[<prev] [next>] [<thread-prev] [thread-next>] [day] [month] [year] [list]
Message-ID: <20120430115819.633c2cb6@notabene.brown>
Date: Mon, 30 Apr 2012 11:58:19 +1000
From: NeilBrown <neilb@...e.de>
To: Arve Hjønnevåg <arve@...roid.com>
Cc: "Rafael J. Wysocki" <rjw@...k.pl>,
Linux PM list <linux-pm@...r.kernel.org>,
LKML <linux-kernel@...r.kernel.org>,
Magnus Damm <magnus.damm@...il.com>, markgross@...gnar.org,
Matthew Garrett <mjg@...hat.com>,
Greg KH <gregkh@...uxfoundation.org>,
John Stultz <john.stultz@...aro.org>,
Brian Swetland <swetland@...gle.com>,
Alan Stern <stern@...land.harvard.edu>,
Dmitry Torokhov <dmitry.torokhov@...il.com>,
"Srivatsa S. Bhat" <srivatsa.bhat@...ux.vnet.ibm.com>
Subject: Re: [RFC][PATCH 5/8] epoll: Add a flag, EPOLLWAKEUP, to prevent
suspend while epoll events are ready
On Thu, 26 Apr 2012 20:49:51 -0700 Arve Hjønnevåg <arve@...roid.com> wrote:
> 2012/4/26 Rafael J. Wysocki <rjw@...k.pl>:
> > On Thursday, April 26, 2012, NeilBrown wrote:
> >> On Sun, 22 Apr 2012 23:22:43 +0200 "Rafael J. Wysocki" <rjw@...k.pl> wrote:
> >>
> >> > From: Arve Hjønnevåg <arve@...roid.com>
> >> >
> >> > When an epoll_event, that has the EPOLLWAKEUP flag set, is ready, a
> >> > wakeup_source will be active to prevent suspend. This can be used to
> >> > handle wakeup events from a driver that support poll, e.g. input, if
> >> > that driver wakes up the waitqueue passed to epoll before allowing
> >> > suspend.
> >> >
> >> > The current implementation uses an extra wakeup_source when
> >> > ep_scan_ready_list runs. This can cause problems if a single thread
> >> > is polling on wakeup events and frequent non-wakeup events (events
> >> > usually arrive during thread freezing) using the same epoll file.
> >>
> >> This is quite neat.
> >>
> >> If I understand it correctly, you register file descriptors with epoll_ctl()

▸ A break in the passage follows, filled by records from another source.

/// SPI bus mode. The discriminant encodes the instruction-lines nibble the
/// secure opcodes are built from: 0xA0 single, 0xB0 dual, 0xD0 quad.
#[derive(
    Copy, Clone, Debug, Default, FromPrimitive, Eq, PartialEq, Serialize, Deserialize,
    SerializedSize,
)]
#[repr(u8)]
pub enum BusMode {
    #[default]
    Invalid = 0,
    /// Single lines for command, address and data.
    Single = 0xA1,
    /// Single command and address, dual data.
    Dual1_1_2 = 0xB2,
    /// Single command, dual address and data.
    Dual1_2_2 = 0xB3,
    /// Single command and address, quad data.
    Quad1_1_4 = 0xD4,
    /// Single command, quad address and data.
    Quad1_4_4 = 0xD5,
    /// Quad everything (QPI).
    Qpi = 0xD6,
}

impl BusMode {
    /// The instruction-lines nibble mixed into secure opcodes.
    pub fn lines_mask(self) -> u8 {
        (self as u8) & 0xF0
    }

    pub fn is_quad(self) -> bool {
        self.lines_mask() == 0xD0
    }
}

/// Bus mode plus transfer-rate selection, as handed to `set_interface`.
#[derive(Copy, Clone, Debug, Eq, PartialEq, Serialize, Deserialize, SerializedSize)]
pub struct BusFormat {
    pub mode: BusMode,
    pub dtr: bool,
    /// Permit entering/exiting QPI mode to honor `mode`.
    pub switch_qpi: bool,
}

impl BusFormat {
    pub const fn new(mode: BusMode) -> Self {
        Self {
            mode,
            dtr: false,
            switch_qpi: false,
        }
    }
}

/// Session access class requested from `open_session`.
#[derive(Copy, Clone, Debug, Eq, PartialEq)]
pub enum SessionAccess {
    /// Open with the section's restricted key.
    Restricted,
    /// Open with the full key, but ignore SCR validity; used while
    /// configuring a section whose integrity data is not yet written.
    ConfigOnly,
    /// Open with the section's full-access key.
    Full,
}

/// What to erase.
#[derive(Copy, Clone, Debug, Eq, PartialEq)]
pub enum EraseType {
    Sector4K,
    Block32K,
    Block64K,
    Section,
    Chip,
}

/// Integrity check flavor for `check_integrity`.
#[derive(Copy, Clone, Debug, Eq, PartialEq)]
pub enum IntegrityCheck {
    Crc,
    Digest,
}

#[derive(Copy, Clone, Debug, Eq, PartialEq)]
pub enum PowerState {
    Up,
    Down,
}

/// Whether a section reconfiguration also swaps the section halves, and
/// whether the device resets afterwards.
#[derive(Copy, Clone, Debug, Eq, PartialEq)]
pub enum Swap {
    None,
    Swap,
    SwapAndReset,
}

/// Key-slot classes addressable by a KID byte.
#[derive(Copy, Clone, Debug, Eq, PartialEq)]
pub enum KeyKind {
    RestrictedSection,
    FullAccessSection,
    SectionProvisioning,
    DeviceSecret,
    DeviceMaster,
    DeviceKeyProvisioning,
    Invalid,
}

/// A key identifier: the byte the device uses to name the principal a
/// session authenticates as. Section-scoped kinds carry the section index
/// in the low nibble; device-scoped kinds are whole-byte tags.
#[derive(Copy, Clone, Debug, Eq, PartialEq)]
pub struct KeyId(u8);

impl KeyId {
    pub const INVALID: KeyId = KeyId(0xFF);
    pub const DEVICE_SECRET: KeyId = KeyId(0x8F);
    pub const DEVICE_MASTER: KeyId = KeyId(0x9F);
    pub const DEVICE_KEY_PROVISIONING: KeyId = KeyId(0xAF);

    const RESTRICTED_TAG: u8 = 0x00;
    const FULL_ACCESS_TAG: u8 = 0x10;
    const SECTION_PROVISIONING_TAG: u8 = 0x20;

    pub fn restricted(section: u8) -> Self {
        KeyId(Self::RESTRICTED_TAG | (section & 0xF))
    }

    pub fn full_access(section: u8) -> Self {
        KeyId(Self::FULL_ACCESS_TAG | (section & 0xF))
    }

    pub fn section_provisioning(section: u8) -> Self {
        KeyId(Self::SECTION_PROVISIONING_TAG | (section & 0xF))
    }

    pub fn from_raw(raw: u8) -> Self {
        KeyId(raw)
    }

    pub fn raw(self) -> u8 {
        self.0
    }

    /// The section index, meaningful only for section-scoped kinds.
    pub fn section(self) -> u8 {
        self.0 & 0xF
    }

    pub fn kind(self) -> KeyKind {
        if self.0 < 0x30 {
            match self.0 & 0xF0 {
                Self::RESTRICTED_TAG => KeyKind::RestrictedSection,
                Self::FULL_ACCESS_TAG => KeyKind::FullAccessSection,
                Self::SECTION_PROVISIONING_TAG => KeyKind::SectionProvisioning,
                _ => KeyKind::Invalid,
            }
        } else {
            match self {
                Self::DEVICE_SECRET => KeyKind::DeviceSecret,
                Self::DEVICE_MASTER => KeyKind::DeviceMaster,
                Self::DEVICE_KEY_PROVISIONING => KeyKind::DeviceKeyProvisioning,
                _ => KeyKind::Invalid,
            }
        }
    }

    pub fn is_section_key(self) -> bool {
        matches!(
            self.kind(),
            KeyKind::RestrictedSection | KeyKind::FullAccessSection
        )
    }

    pub fn is_provisioning(self) -> bool {
        matches!(
            self.kind(),
            KeyKind::SectionProvisioning | KeyKind::DeviceKeyProvisioning
        )
    }
}

/// Per-section security policy, as stored in the SSPR word of the SCR.
#[derive(Copy, Clone, Debug, Default, Eq, PartialEq)]
pub struct SectionPolicy {
    /// Boot-time digest integrity check.
    pub digest_integrity: bool,
    /// Boot-time CRC integrity check.
    pub checksum_integrity: bool,
    pub write_prot: bool,
    pub rollback_prot: bool,
    pub plain_access_read: bool,
    pub plain_access_write: bool,
    /// Plain access requires an authenticated grant first.
    pub auth_plain_access: bool,
}

/// One row of the section configuration table consumed by
/// `config_device`. A zero size disables the section.
#[derive(Copy, Clone, Debug, Default, Eq, PartialEq)]
pub struct SectionConfig {
    pub base: u32,
    pub size: u32,
    pub policy: SectionPolicy,
}

/// Authenticated-watchdog countdown thresholds, exponentially scaled.
#[derive(Copy, Clone, Debug, FromPrimitive, Eq, PartialEq)]
pub enum WatchdogThreshold {
    Secs1 = 0,
    Secs2,
    Secs4,
    Secs8,
    Secs16,
    Secs32,
    Min1,
    Min2,
    Min4,
    Min8,
    Min17,
    Min34,
    Hours1,
    Hours2,
    Hours4,
    Hours9,
    Hours18,
    Hours36,
    Hours72,
    Days6,
    Days12,
}

/// Authenticated-watchdog configuration in unpacked form.
#[derive(Copy, Clone, Debug, Eq, PartialEq)]
pub struct WatchdogConfig {
    pub enable: bool,
    pub lf_osc_enable: bool,
    pub sw_reset_enable: bool,
    /// Configuration and touch require a signed command bound to
    /// `section`'s key.
    pub authenticated: bool,
    pub section: u8,
    pub threshold: WatchdogThreshold,
    pub lock: bool,
    /// LF oscillator calibration in Hz; 0 keeps the stored calibration.
    pub osc_rate_hz: u32,
}

/// IO2/IO3 pin function selection.
#[derive(Copy, Clone, Debug, Eq, PartialEq)]
pub enum Io23Mode {
    LegacyWpHold,
    ResetInOut,
    Quad,
}

#[derive(Copy, Clone, Debug, Eq, PartialEq)]
pub struct PinMux {
    pub io23: Io23Mode,
    pub dedicated_reset_in: bool,
}

/// The two 64-byte reset-response buffers the device can emit after
/// power-on reset.
#[derive(Copy, Clone, Eq, PartialEq)]
pub struct ResetResponse {
    pub response1: [u8; 64],
    pub response2: [u8; 64],
}

/// Legacy logical-address width (offset bits per section).
#[derive(Copy, Clone, Debug, FromPrimitive, Eq, PartialEq)]
pub enum StdAddrSize {
    Bits19 = 19,
    Bits20 = 20,
    Bits21 = 21,
    Bits22 = 22,
    Bits23 = 23,
    Bits24 = 24,
}

/// Device-wide configuration consumed by `config_device`.
#[derive(Copy, Clone)]
pub struct DeviceConfig {
    pub reset_response: Option<ResetResponse>,
    /// Safe fallback: remap the boot section to its fallback twin when
    /// boot-time integrity fails.
    pub safe_fallback: bool,
    /// Speculative cipher-key generation.
    pub speculative_ck: bool,
    /// Allow the unauthenticated FORMAT command.
    pub non_secure_format: bool,
    pub pin_mux: PinMux,
    pub addr_size: StdAddrSize,
}

/// Everything known about one section's configuration, as returned by
/// `get_section_configuration`. A disabled section reads back zeroed.
#[derive(Copy, Clone, Debug, Default, Eq, PartialEq)]
pub struct SectionInfo {
    pub base: u32,
    pub size: u32,
    pub policy: SectionPolicy,
    pub digest: u64,
    pub crc: u32,
    pub version: u32,
}

/// The full provisioning bundle for `config_device`. Every part is
/// optional; zeroed entries in the key arrays mean "leave this slot
/// unprogrammed".
#[derive(Copy, Clone, Default)]
pub struct DeviceSetup<'a> {
    pub master_key: Option<&'a Key>,
    pub secret_key: Option<&'a Key>,
    pub sections: Option<&'a [SectionConfig; NUM_SECTIONS]>,
    pub restricted_keys: Option<&'a [Key; NUM_SECTIONS]>,
    pub full_access_keys: Option<&'a [Key; NUM_SECTIONS]>,
    pub watchdog_default: Option<&'a WatchdogConfig>,
    pub device_config: Option<&'a DeviceConfig>,
    pub suid: Option<&'a [u8; 16]>,
}

/// Host-relevant conditions the device is signalling.
#[derive(Copy, Clone, Debug, Default, Eq, PartialEq)]
pub struct Notifications {
    /// Monotonic-counter maintenance wanted; run `perform_maintenance`.
    pub mc_maintenance: bool,
    /// TC is near its ceiling; reset the device soon.
    pub reset_device: bool,
    /// DMC is near end of life; replace the device.
    pub replace_device: bool,
}

/// Why and how the device last reset, captured at sync-after-reset.
#[derive(
    Copy, Clone, Debug, Default, Eq, PartialEq, Serialize, Deserialize, SerializedSize,
)]
pub struct ResetStatus {
    /// Hardware power-on reset, as opposed to a software reset command.
    pub power_on_reset: bool,
    pub fallback_remap: bool,
    pub watchdog_reset: bool,
}

/// Secure-side hardware version register, unpacked.
#[derive(Copy, Clone, Debug, Eq, PartialEq)]
pub struct HwVersion {
    pub flash_version: u8,
    pub security_version: u8,
    pub revision: u8,
    pub flash_size: u8,
}

/// Legacy JEDEC/device-id identification.
#[derive(Copy, Clone, Debug, Eq, PartialEq)]
pub struct StdHwVersion {
    pub manufacturer_id: u8,
    pub memory_type: u8,
    pub capacity: u8,
    pub device_id: u8,
}

/// Device identity: factory WID, user SUID, legacy unique id.
#[derive(Copy, Clone, Debug, Eq, PartialEq)]
pub struct DeviceId {
    pub wid: u64,
    pub suid: [u8; 16],
    pub unique_id: u64,
}

/// The driver state worth handing to another host: enough for a remote
/// party to resume this host's setup without re-probing the bus. The bus
/// lock is deliberately not part of it.
#[derive(Copy, Clone, Debug, Eq, PartialEq, Serialize, Deserialize, SerializedSize)]
pub struct SyncState {
    pub mode: BusMode,
    pub dtr: bool,
    pub wid: u64,
    pub reset_status: ResetStatus,
}

/// Secure command opcodes, as encoded into the CTAG's first byte.
#[derive(Copy, Clone, Debug, Eq, PartialEq)]
#[repr(u8)]
pub enum SecCmd {
    GetWid = 0x14,
    GetSuid = 0x15,
    GetAwdtSr = 0x18,
    SecureFormat = 0x20,
    SetKey = 0x21,
    SetSuid = 0x22,
    SetGmc = 0x24,
    SetGmt = 0x25,
    SetAwdt = 0x26,
    AwdtTouch = 0x27,
    SetScr = 0x28,
    SetScrSwap = 0x29,
    SetRstResp = 0x2B,
    SetAclr = 0x2C,
    SetAwdtPlain = 0x2D,
    AwdtTouchPlain = 0x2E,
    Format = 0x30,
    GetGmc = 0x34,
    GetGmt = 0x35,
    GetAwdt = 0x36,
    GetScr = 0x38,
    GetRstResp = 0x3B,
    GetAclr = 0x3C,
    GetMc = 0x40,
    McMaint = 0x41,
    SessionOpen = 0x44,
    SessionClose = 0x45,
    InitSectionPlain = 0x47,
    CalcCdi = 0x48,
    VerifyIntegrity = 0x49,
    GetTc = 0x50,
    CalcSig = 0x52,
    SecureRead = 0x60,
    SecureReadAuth = 0x61,
    SecureWrite = 0x64,
    SecureErase4K = 0x68,
    SecureErase32K = 0x69,
    SecureErase64K = 0x6A,
    SecureEraseSection = 0x6B,
    SecureEraseAll = 0x6C,
    EraseSectionPlain = 0x6F,
    GetVersion = 0xF0,
    AwdtExpire = 0xFE,
}

impl From<SecCmd> for u8 {
    fn from(c: SecCmd) -> u8 {
        c as u8
    }
}

bitflags::bitflags! {
    /// Mode byte of the SESSION_OPEN command.
    #[derive(Copy, Clone, Debug, Eq, PartialEq)]
    pub struct OpenMode: u8 {
        /// Mix the WID into the session-key derivation.
        const INCLUDE_WID = 1 << 0;
        /// Open even when the section's SCR integrity data is stale.
        const IGNORE_SCR_VALIDITY = 1 << 1;
    }
}

bitflags::bitflags! {
    /// Mode byte of the SESSION_CLOSE command.
    #[derive(Copy, Clone, Debug, Eq, PartialEq)]
    pub struct CloseMode: u8 {
        /// Also revoke the section's plain-access grant.
        const REVOKE_PLAIN_ACCESS = 1 << 0;
    }
}

/// Data objects addressable by CALC_SIG and the signed getters. Each
/// carries its object id and response size; section-scoped ids add the
/// section index.
#[derive(Copy, Clone, Debug, Eq, PartialEq)]
pub enum SignedDataType {
    SectionDigest,
    Wid,
    Suid,
    HwVer,
    Ssr,
    AwdtCfg,
    Mc,
    Gmc,
    Gmt,
    SectionConfig,
}

impl SignedDataType {
    pub fn id(self, section: u8) -> u8 {
        let base = match self {
            Self::SectionDigest => 0x00,
            Self::Wid => 0x10,
            Self::Suid => 0x14,
            Self::HwVer => 0x18,
            Self::Ssr => 0x20,
            Self::AwdtCfg => 0x24,
            Self::Mc => 0x28,
            Self::Gmc => 0x30,
            Self::Gmt => 0x32,
            Self::SectionConfig => 0x40,
        };
        match self {
            Self::SectionDigest | Self::SectionConfig => base + (section & 0x7),
            _ => base,
        }
    }

    pub fn size(self) -> usize {
        match self {
            Self::SectionDigest | Self::Wid | Self::Mc => 8,
            Self::Suid => 16,
            Self::HwVer | Self::Ssr | Self::AwdtCfg => 4,
            Self::Gmc | Self::Gmt | Self::SectionConfig => 20,
        }
    }
}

> >> on an fd created with epoll_create(), and set the new EPOLLWAKEUP flag.
> >> Then when a regular 'poll' or 'select' on the epoll fd reports that it is
> >> readable you:
>
> I think it makes more sense to use epoll_wait than mixing this with
> select or poll.
>
> >> - get a wakelock
> This may not be needed, since epoll does not reevaluate its state
> until you call into it again (at least using epoll_wait).
>
> >> - use epoll_wait to collect the events
> >> - process the events
> >> - release your wakelock
> >> - go back to poll() or select() on the epoll fd.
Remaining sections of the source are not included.